## Exercise details:
Below are some records; output exactly the lines from the line with "pub fn add_minutes(&self, delta: i64)" to the line with "day: (total /", both ends kept, and nothing more.

## Data for this exercise:

//! Time-window resolution: which events are running at a given moment.

use crate::event::EventRecord;
use crate::schedule::Schedule;
use crate::slot::SlotTime;

/// Events running at `at`, longest first.
///
/// An event is running when it is on `at.day` and `at.minute` lies in
/// `[start, start + duration]`; the end minute itself still counts. Events
/// of equal length keep schedule order.
pub fn current_events(schedule: &Schedule, at: SlotTime) -> Vec<&EventRecord> {
    let mut events: Vec<&EventRecord> = schedule.iter().filter(|e| e.is_running_at(at)).collect();
    events.sort_by(|a, b| b.duration_minutes().cmp(&a.duration_minutes()));
    events
}

#[cfg(test)]
mod tests {
    use super::*;

    fn schedule() -> Schedule {
        Schedule::from_events(vec![
            EventRecord::new(2, 900, 60, "Keynote"),
            EventRecord::new(2, 930, 45, "Short talk"),
            EventRecord::new(2, 930, 90, "Workshop"),
            EventRecord::new(2, 930, 45, "Other short talk"),
            EventRecord::new(3, 900, 60, "Tomorrow"),
        ])
    }

    fn names(events: &[&EventRecord]) -> Vec<String> {
        events.iter().map(|e| e.name().to_string()).collect()
    }

    #[test]
    fn boundaries_are_inclusive() {
        let schedule = Schedule::from_events(vec![EventRecord::new(2, 900, 60, "Keynote")]);
        let at = |minute| SlotTime { day: 2, minute };

        assert!(current_events(&schedule, at(899)).is_empty());
        assert_eq!(current_events(&schedule, at(900)).len(), 1);
        assert_eq!(current_events(&schedule, at(960)).len(), 1);
        assert!(current_events(&schedule, at(961)).is_empty());
    }

    #[test]
    fn longest_first_with_stable_ties() {
        let sched = schedule();
        let events = current_events(&sched, SlotTime { day: 2, minute: 950 });
        assert_eq!(
            names(&events),
            ["Workshop", "Keynote", "Short talk", "Other short talk"]
        );
    }

    #[test]
    fn other_days_are_ignored() {
        let sched = schedule();
        let events = current_events(&sched, SlotTime { day: 3, minute: 950 });
        assert_eq!(names(&events), ["Tomorrow"]);
    }

    #[test]
    fn zero_length_event_is_current_only_at_its_start() {
        let schedule = Schedule::from_events(vec![EventRecord::new(2, 1080, 0, "Closing")]);
        assert_eq!(current_events(&schedule, SlotTime { day: 2, minute: 1080 }).len(), 1);
        assert!(current_events(&schedule, SlotTime { day: 2, minute: 1081 }).is_empty());
    }
}
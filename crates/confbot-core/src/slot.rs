//! Points in conference time and the conference window.
//!
//! A [`SlotTime`] is a `(day, minute-of-day)` pair. Days use the same
//! numbering as the scraped schedule (the day of the month for a single-month
//! conference), so no calendar arithmetic is needed on the hot path.

use std::fmt;

use chrono::{Datelike, NaiveDateTime, Timelike};
use serde::{Deserialize, Serialize};

use crate::error::NavigationError;

/// Minutes in one day.
pub const MINUTES_PER_DAY: u16 = 24 * 60;

/// A point in conference time.
#[derive(Debug, Clone, Copy, PartialEq, Eq, PartialOrd, Ord, Hash, Serialize, Deserialize)]
pub struct SlotTime {
    pub day: u32,
    /// Minutes since midnight, `0..1440`.
    pub minute: u16,
}

impl SlotTime {
    /// Day 0, 00:00: before any conference event.
    pub const ORIGIN: SlotTime = SlotTime { day: 0, minute: 0 };

    /// Build a slot from a day and a wall-clock hour/minute.
    ///
    /// # Errors
    /// Returns [`NavigationError::OutOfRange`] if `hour >= 24` or `minute >= 60`.
    pub fn new(day: u32, hour: u32, minute: u32) -> Result<Self, NavigationError> {
        if hour >= 24 {
            return Err(NavigationError::OutOfRange {
                field: "hour",
                value: hour,
            });
        }
        if minute >= 60 {
            return Err(NavigationError::OutOfRange {
                field: "minute",
                value: minute,
            });
        }
        Ok(Self {
            day,
            minute: (hour * 60 + minute) as u16,
        })
    }

    pub fn hour(&self) -> u32 {
        u32::from(self.minute / 60)
    }

    pub fn minute_of_hour(&self) -> u32 {
        u32::from(self.minute % 60)
    }

    /// Shift by `delta` minutes, rolling the day over in either direction.
    ///
    /// Saturates at day 0, 00:00.
    pub fn add_minutes(&self, delta: i64) -> Self {
        let per_day = i64::from(MINUTES_PER_DAY);
        let total = (i64::from(self.day) * per_day + i64::from(self.minute) + delta).max(0);
        Self {
            day: (total / per_day) as u32,
            minute: (total % per_day) as u16,
        }
    }

    /// Move forward to the next grid line of a `slot_minutes` grid.
    ///
    /// A time already on the grid still advances by one full slot.
    pub fn ceil_to_slot(&self, slot_minutes: u16) -> Self {
        let slot = slot_minutes.max(1);
        self.add_minutes(i64::from(slot - self.minute % slot))
    }

    fn total_minutes(&self) -> i64 {
        i64::from(self.day) * i64::from(MINUTES_PER_DAY) + i64::from(self.minute)
    }
}

impl fmt::Display for SlotTime {
    fn fmt(&self, f: &mut fmt::Formatter<'_>) -> fmt::Result {
        write!(
            f,
            "day {} {:02}:{:02}",
            self.day,
            self.hour(),
            self.minute_of_hour()
        )
    }
}

/// The bounded multi-day span during which events may occur.
#[derive(Debug, Clone, PartialEq, Eq)]
pub struct ConferenceWindow {
    pub year: i32,
    pub month: u32,
    /// Day number of the first conference day.
    pub first_day: u32,
    /// Number of conference days, including workshop days.
    pub days: u32,
    /// Leading days without talks.
    pub workshop_days: u32,
    /// Last moment anyone can ask about; later times are clamped to it.
    pub ceiling: SlotTime,
}

impl ConferenceWindow {
    pub fn last_day(&self) -> u32 {
        self.first_day + self.days.saturating_sub(1)
    }

    /// Days that get a navigation button (workshop days are skipped).
    pub fn talk_days(&self) -> std::ops::RangeInclusive<u32> {
        (self.first_day + self.workshop_days)..=self.last_day()
    }

    pub fn contains_day(&self, day: u32) -> bool {
        (self.first_day..=self.last_day()).contains(&day)
    }

    pub fn clamp(&self, at: SlotTime) -> SlotTime {
        at.min(self.ceiling)
    }

    /// Map a wall-clock time into conference time for slot browsing.
    ///
    /// Inside the conference month the day of the month is the day number.
    /// Earlier dates map to the very start (everything is upcoming), later
    /// dates map to the ceiling.
    pub fn slot_at(&self, at: NaiveDateTime) -> SlotTime {
        match self.in_month(at) {
            Ok(slot) => slot,
            Err(std::cmp::Ordering::Greater) => self.ceiling,
            Err(_) => SlotTime::ORIGIN,
        }
    }

    /// Map a wall-clock time into a search reference time.
    ///
    /// Any date outside the conference month is before every event, so a
    /// search run then lists the whole schedule.
    pub fn search_reference_at(&self, at: NaiveDateTime) -> SlotTime {
        self.in_month(at).unwrap_or(SlotTime::ORIGIN)
    }

    /// The slot for `at` if it falls in the conference month, otherwise how
    /// its month compares to the conference month.
    fn in_month(&self, at: NaiveDateTime) -> Result<SlotTime, std::cmp::Ordering> {
        let date = at.date();
        match (date.year(), date.month()).cmp(&(self.year, self.month)) {
            std::cmp::Ordering::Equal => Ok(SlotTime {
                day: date.day(),
                minute: (at.hour() * 60 + at.minute()) as u16,
            }),
            other => Err(other),
        }
    }

    /// Number of `slot_minutes` steps from day 0 to the ceiling.
    ///
    /// Used as the default iteration cap of the slot advancer.
    pub fn slots_until_ceiling(&self, slot_minutes: u16) -> usize {
        let slot = i64::from(slot_minutes.max(1));
        (self.ceiling.total_minutes() / slot) as usize + 1
    }
}
//! Gap skipping: find the next slot that has something going on.
//!
//! Schedules have breaks. Asking about a gap should show what comes next, so
//! the advancer snaps forward on the same half-hour grid the navigation
//! buttons use until it finds running events.

use serde::Serialize;
use tracing::{debug, warn};

use crate::error::ScheduleError;
use crate::event::EventRecord;
use crate::resolver::current_events;
use crate::schedule::Schedule;
use crate::slot::{ConferenceWindow, SlotTime};

/// Default grid size in minutes.
pub const DEFAULT_SLOT_MINUTES: u16 = 30;

/// Outcome of [`SlotAdvancer::next_nonempty`].
#[derive(Debug, Clone, PartialEq, Eq, Serialize)]
pub struct ResolvedSlot<'a> {
    /// The time the events were found at (after clamping and snapping).
    pub time: SlotTime,
    pub events: Vec<&'a EventRecord>,
    /// Whether the requested time was empty and the advancer moved forward.
    pub advanced: bool,
}

/// Finds the next non-empty slot within a conference window.
#[derive(Debug, Clone)]
pub struct SlotAdvancer {
    ceiling: SlotTime,
    slot_minutes: u16,
    max_steps: usize,
}

impl SlotAdvancer {
    /// Create an advancer for `window` using the default 30 minute grid.
    pub fn new(window: &ConferenceWindow) -> Self {
        Self {
            ceiling: window.ceiling,
            slot_minutes: DEFAULT_SLOT_MINUTES,
            max_steps: window.slots_until_ceiling(DEFAULT_SLOT_MINUTES),
        }
    }

    /// Set the grid size. Also rescales the step cap to cover the same span.
    pub fn with_slot_minutes(mut self, slot_minutes: u16) -> Self {
        let slot_minutes = slot_minutes.max(1);
        let span = self.max_steps.saturating_mul(usize::from(self.slot_minutes));
        self.max_steps = span / usize::from(slot_minutes) + 1;
        self.slot_minutes = slot_minutes;
        self
    }

    /// Cap the number of grid steps taken before giving up.
    pub fn with_max_steps(mut self, max_steps: usize) -> Self {
        self.max_steps = max_steps;
        self
    }

    /// Events at `at`, or at the first later grid slot that has any.
    ///
    /// `at` is clamped to the window ceiling first. If nothing runs there,
    /// the time is rounded up to the next grid line and then moved one slot
    /// at a time.
    ///
    /// # Errors
    /// Returns [`ScheduleError::EmptySchedule`] when the search passes the
    /// ceiling or exceeds the step cap without finding an event.
    pub fn next_nonempty<'a>(
        &self,
        schedule: &'a Schedule,
        at: SlotTime,
    ) -> Result<ResolvedSlot<'a>, ScheduleError> {
        let start = at.min(self.ceiling);

        let events = current_events(schedule, start);
        if !events.is_empty() {
            return Ok(ResolvedSlot {
                time: start,
                events,
                advanced: false,
            });
        }

        if schedule.is_empty() {
            warn!(from = %start, "no events loaded");
            return Err(ScheduleError::EmptySchedule {
                from: start,
                steps: 0,
            });
        }

        let mut time = start.ceil_to_slot(self.slot_minutes);
        let mut steps = 1;
        loop {
            if time > self.ceiling || steps > self.max_steps {
                warn!(from = %start, reached = %time, steps, "no occupied slot before ceiling");
                return Err(ScheduleError::EmptySchedule { from: start, steps });
            }

            let events = current_events(schedule, time);
            debug!(at = %time, steps, found = events.len(), "slot probed");
            if !events.is_empty() {
                return Ok(ResolvedSlot {
                    time,
                    events,
                    advanced: true,
                });
            }

            time = time.add_minutes(i64::from(self.slot_minutes));
            steps += 1;
        }
    }
}

#[cfg(test)]
mod tests {
    use super::*;

    fn window() -> ConferenceWindow {
        ConferenceWindow {
            year: 2019,
            month: 5,
            first_day: 2,
            days: 4,
            workshop_days: 1,
            ceiling: SlotTime::new(5, 18, 0).unwrap(),
        }
    }

    fn schedule() -> Schedule {
        Schedule::from_events(vec![
            EventRecord::new(2, 720, 60, "Morning"),
            EventRecord::new(2, 840, 45, "Afternoon"),
            EventRecord::new(3, 540, 30, "Next day"),
            EventRecord::new(5, 1020, 60, "Closing"),
        ])
    }

    #[test]
    fn returns_immediately_when_occupied() {
        let schedule = schedule();
        let at = SlotTime { day: 2, minute: 730 };
        let slot = SlotAdvancer::new(&window()).next_nonempty(&schedule, at).unwrap();
        assert_eq!(slot.time, at);
        assert!(!slot.advanced);
        assert_eq!(slot.events[0].name(), "Morning");
    }

    #[test]
    fn skips_gap_on_half_hour_grid() {
        let schedule = schedule();
        let slot = SlotAdvancer::new(&window())
            .next_nonempty(&schedule, SlotTime { day: 2, minute: 790 })
            .unwrap();
        assert_eq!(slot.time, SlotTime { day: 2, minute: 840 });
        assert!(slot.advanced);
        assert_eq!(slot.events[0].name(), "Afternoon");
    }

    #[test]
    fn rolls_over_into_next_day() {
        let schedule = schedule();
        let slot = SlotAdvancer::new(&window())
            .next_nonempty(&schedule, SlotTime { day: 2, minute: 1000 })
            .unwrap();
        assert_eq!(slot.time, SlotTime { day: 3, minute: 540 });
    }

    #[test]
    fn clamps_past_ceiling() {
        let schedule = schedule();
        let slot = SlotAdvancer::new(&window())
            .next_nonempty(&schedule, SlotTime { day: 9, minute: 600 })
            .unwrap();
        assert_eq!(slot.time, SlotTime::new(5, 18, 0).unwrap());
        assert_eq!(slot.events[0].name(), "Closing");
    }

    #[test]
    fn empty_schedule_fails_instead_of_looping() {
        let schedule = Schedule::default();
        let err = SlotAdvancer::new(&window())
            .next_nonempty(&schedule, SlotTime { day: 2, minute: 600 })
            .unwrap_err();
        assert!(matches!(err, ScheduleError::EmptySchedule { steps: 0, .. }));
    }

    #[test]
    fn nothing_left_before_ceiling_fails() {
        let schedule = Schedule::from_events(vec![EventRecord::new(2, 600, 30, "Only")]);
        let err = SlotAdvancer::new(&window())
            .next_nonempty(&schedule, SlotTime { day: 3, minute: 600 })
            .unwrap_err();
        assert!(matches!(err, ScheduleError::EmptySchedule { .. }));
    }

    #[test]
    fn step_cap_is_enforced() {
        let schedule = schedule();
        let err = SlotAdvancer::new(&window())
            .with_max_steps(2)
            .next_nonempty(&schedule, SlotTime { day: 2, minute: 1000 })
            .unwrap_err();
        assert_eq!(
            err,
            ScheduleError::EmptySchedule {
                from: SlotTime { day: 2, minute: 1000 },
                steps: 3
            }
        );
    }

    #[test]
    fn custom_grid() {
        let schedule = schedule();
        let slot = SlotAdvancer::new(&window())
            .with_slot_minutes(15)
            .next_nonempty(&schedule, SlotTime { day: 2, minute: 790 })
            .unwrap();
        assert_eq!(slot.time, SlotTime { day: 2, minute: 840 });
    }
}
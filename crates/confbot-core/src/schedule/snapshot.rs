//! JSON snapshot of scraped events.
//!
//! The scraper writes its output as a pretty-printed JSON array of raw
//! records; this is the only persisted form of the schedule.

use std::path::Path;

use tracing::debug;

use super::Schedule;
use crate::error::Result;
use crate::event::{Normalizer, RawEvent};

/// Read raw records without normalizing them.
///
/// # Errors
/// Returns an error if the file cannot be read or is not a JSON array of
/// records.
pub fn read_raw_events(path: &Path) -> Result<Vec<RawEvent>> {
    let content = std::fs::read_to_string(path)?;
    let raw: Vec<RawEvent> = serde_json::from_str(&content)?;
    debug!(path = %path.display(), records = raw.len(), "snapshot read");
    Ok(raw)
}

/// Read and normalize a snapshot.
///
/// # Errors
/// Returns an error on I/O or JSON failure, or if any record is invalid.
pub fn load_snapshot(path: &Path, normalizer: &Normalizer) -> Result<Schedule> {
    let raw = read_raw_events(path)?;
    Ok(Schedule::load_with(normalizer, &raw)?)
}

/// Write raw records as pretty JSON, replacing any existing file.
///
/// # Errors
/// Returns an error if serialization or the write fails.
pub fn save_snapshot(path: &Path, raw_events: &[RawEvent]) -> Result<()> {
    if let Some(parent) = path.parent() {
        if !parent.as_os_str().is_empty() {
            std::fs::create_dir_all(parent)?;
        }
    }
    let content = serde_json::to_string_pretty(raw_events)?;
    std::fs::write(path, content)?;
    Ok(())
}
pub mod browse;
pub mod config;
pub mod schedule;
pub mod search;

use std::path::{Path, PathBuf};

use chrono::{Local, NaiveDateTime};
use confbot_core::schedule::load_snapshot;
use confbot_core::{Config, Schedule, SlotTime};

pub type CliResult<T = ()> = Result<T, Box<dyn std::error::Error>>;

/// Resolved configuration and file locations for one invocation.
pub struct Context {
    pub config: Config,
    /// Where `config set`/`reset` write; `None` means the default location.
    pub config_path: Option<PathBuf>,
    snapshot: Option<PathBuf>,
}

impl Context {
    pub fn load(config_path: Option<PathBuf>, snapshot: Option<PathBuf>) -> CliResult<Self> {
        let config = match &config_path {
            Some(path) if path.exists() => Config::load_from(path)?,
            Some(_) => Config::default(),
            None => Config::load_or_default(),
        };
        Ok(Self {
            config,
            config_path,
            snapshot,
        })
    }

    pub fn snapshot_path(&self) -> CliResult<PathBuf> {
        match &self.snapshot {
            Some(path) => Ok(path.clone()),
            None => Ok(self.config.snapshot_path()?),
        }
    }

    pub fn load_schedule(&self) -> CliResult<Schedule> {
        self.load_schedule_from(&self.snapshot_path()?)
    }

    pub fn load_schedule_from(&self, path: &Path) -> CliResult<Schedule> {
        let normalizer = self.config.normalizer()?;
        load_snapshot(path, &normalizer)
            .map_err(|e| format!("cannot load schedule from {}: {e}", path.display()).into())
    }

    /// Slot to browse: `--at YYYY-MM-DDTHH:MM` or the local wall clock.
    pub fn slot_at(&self, at: Option<&str>) -> CliResult<SlotTime> {
        Ok(self.config.window()?.slot_at(parse_at(at)?))
    }

    /// Search reference time; dates outside the conference month list everything.
    pub fn search_reference(&self, at: Option<&str>) -> CliResult<SlotTime> {
        Ok(self.config.window()?.search_reference_at(parse_at(at)?))
    }
}

fn parse_at(at: Option<&str>) -> CliResult<NaiveDateTime> {
    match at {
        Some(text) => Ok(NaiveDateTime::parse_from_str(text, "%Y-%m-%dT%H:%M")
            .map_err(|e| format!("invalid --at '{text}': {e}"))?),
        None => Ok(Local::now().naive_local()),
    }
}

## Exercise answer:
    pub fn add_minutes(&self, delta: i64) -> Self {
        let per_day = i64::from(MINUTES_PER_DAY);
        let total = (i64::from(self.day) * per_day + i64::from(self.minute) + delta).max(0);
        Self {
            day: (total / per_day) as u32,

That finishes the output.